We say that a triangle T tiles a polygon A, if A can be dissected into finitely many nonoverlapping triangles similar to T. We show that if \(N>42\), then there are at most three nonsimilar triangles T such that the angles of T are rational multiples of \(\pi \) and T tiles the regular N-gon. A tiling into similar triangles is called regular, if the pieces have two angles, \(\alpha \) and \(\beta \), such that at each vertex of the tiling the number of angles \(\alpha \) is the same as that of \(\beta \). Otherwise the tiling is irregular. It is known that for every regular polygon A there are infinitely many triangles that tile A regularly.

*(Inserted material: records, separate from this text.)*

//! Stale-response guard for concurrent generation requests.
//!
//! Each request takes a ticket for its target. Only the newest ticket for a
//! target may write its result; older responses are dropped.

use std::collections::HashMap;
use std::fmt;
use std::sync::Mutex;

use tracing::debug;

/// What a generation request will write to.
#[derive(Debug, Clone, Copy, PartialEq, Eq, Hash)]
pub enum Target {
    /// Description of the strategy with this id.
    Description(u32),
    /// A suggested strategy name.
    Suggestion,
    /// The narrative report.
    Report,
}

impl fmt::Display for Target {
    fn fmt(&self, f: &mut fmt::Formatter<'_>) -> fmt::Result {
        match self {
            Self::Description(id) => write!(f, "description of strategy {id}"),
            Self::Suggestion => write!(f, "strategy suggestion"),
            Self::Report => write!(f, "report narrative"),
        }
    }
}

/// Proof that a request was started; compare with [`InFlight::is_current`].
#[derive(Debug, Clone, Copy, PartialEq, Eq)]
pub struct Ticket {
    target: Target,
    seq: u64,
}

impl Ticket {
    /// The request target.
    #[must_use]
    pub fn target(&self) -> Target {
        self.target
    }
}

/// Per-target request counters.
#[derive(Debug, Default)]
pub struct InFlight {
    latest: Mutex<HashMap<Target, u64>>,
}

impl InFlight {
    /// Create an empty guard.
    #[must_use]
    pub fn new() -> Self {
        Self::default()
    }

    /// Start a request for `target`, superseding any earlier one.
    pub fn begin(&self, target: Target) -> Ticket {
        let mut latest = self
            .latest
            .lock()
            .unwrap_or_else(std::sync::PoisonError::into_inner);
        let seq = latest.get(&target).map_or(1, |s| s + 1);
        latest.insert(target, seq);
        debug!(request = %target, seq, "generation request started");
        Ticket { target, seq }
    }

    /// Whether `ticket` is still the newest request for its target.
    #[must_use]
    pub fn is_current(&self, ticket: &Ticket) -> bool {
        let latest = self
            .latest
            .lock()
            .unwrap_or_else(std::sync::PoisonError::into_inner);
        latest.get(&ticket.target) == Some(&ticket.seq)
    }
}

#[cfg(test)]
mod tests {
    use super::*;

    #[test]
    fn test_single_request_is_current() {
        let inflight = InFlight::new();
        let ticket = inflight.begin(Target::Report);
        assert!(inflight.is_current(&ticket));
        assert_eq!(ticket.target(), Target::Report);
    }

    #[test]
    fn test_newer_request_supersedes_older() {
        let inflight = InFlight::new();
        let first = inflight.begin(Target::Suggestion);
        let second = inflight.begin(Target::Suggestion);
        assert!(!inflight.is_current(&first));
        assert!(inflight.is_current(&second));
    }

    #[test]
    fn test_targets_are_independent() {
        let inflight = InFlight::new();
        let a = inflight.begin(Target::Description(1));
        let b = inflight.begin(Target::Description(2));
        assert!(inflight.is_current(&a));
        assert!(inflight.is_current(&b));
    }

    #[test]
    fn test_target_display() {
        assert_eq!(
            Target::Description(4).to_string(),
            "description of strategy 4"
        );
    }
}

We show that if \(N>10\), then a triangle T tiles the regular N-gon irregularly only if the angles of T are rational multiples of \(\pi \). Therefore, the number of triangles tiling the regular N-gon irregularly is at most three for every \(N>42\).

我们说一个三角形牛逼瓷砖的多边形一个，如果一个可以被分成有限多个不重叠的三角形相似 牛逼。我们表明，如果\（N> 42 \），则有最多三个为非相似三角形Ť使得所述角度Ť是合理的倍数\（\ PI \）和Ť平铺定期Ñ边形。如果块具有两个角度\（\ alpha \）和 \（\ beta \），则平铺到相似的三角形称为常规三角形，这样在平铺的每个顶点处，角度\（\ alpha \）就是与...相同 \（\ beta \）。否则，拼贴是不规则的。据了解，每正多边形一个有图块无穷多个三角形一个规律。我们证明，如果\（N> 10 \），则仅当T的角度是\（\ pi \）的有理倍数时， 三角形T才会不规则地铺砌规则的N -gon 。因此，对于每个\（N> 42 \），不规则地平铺规则N边的三角形的数量最多为三个。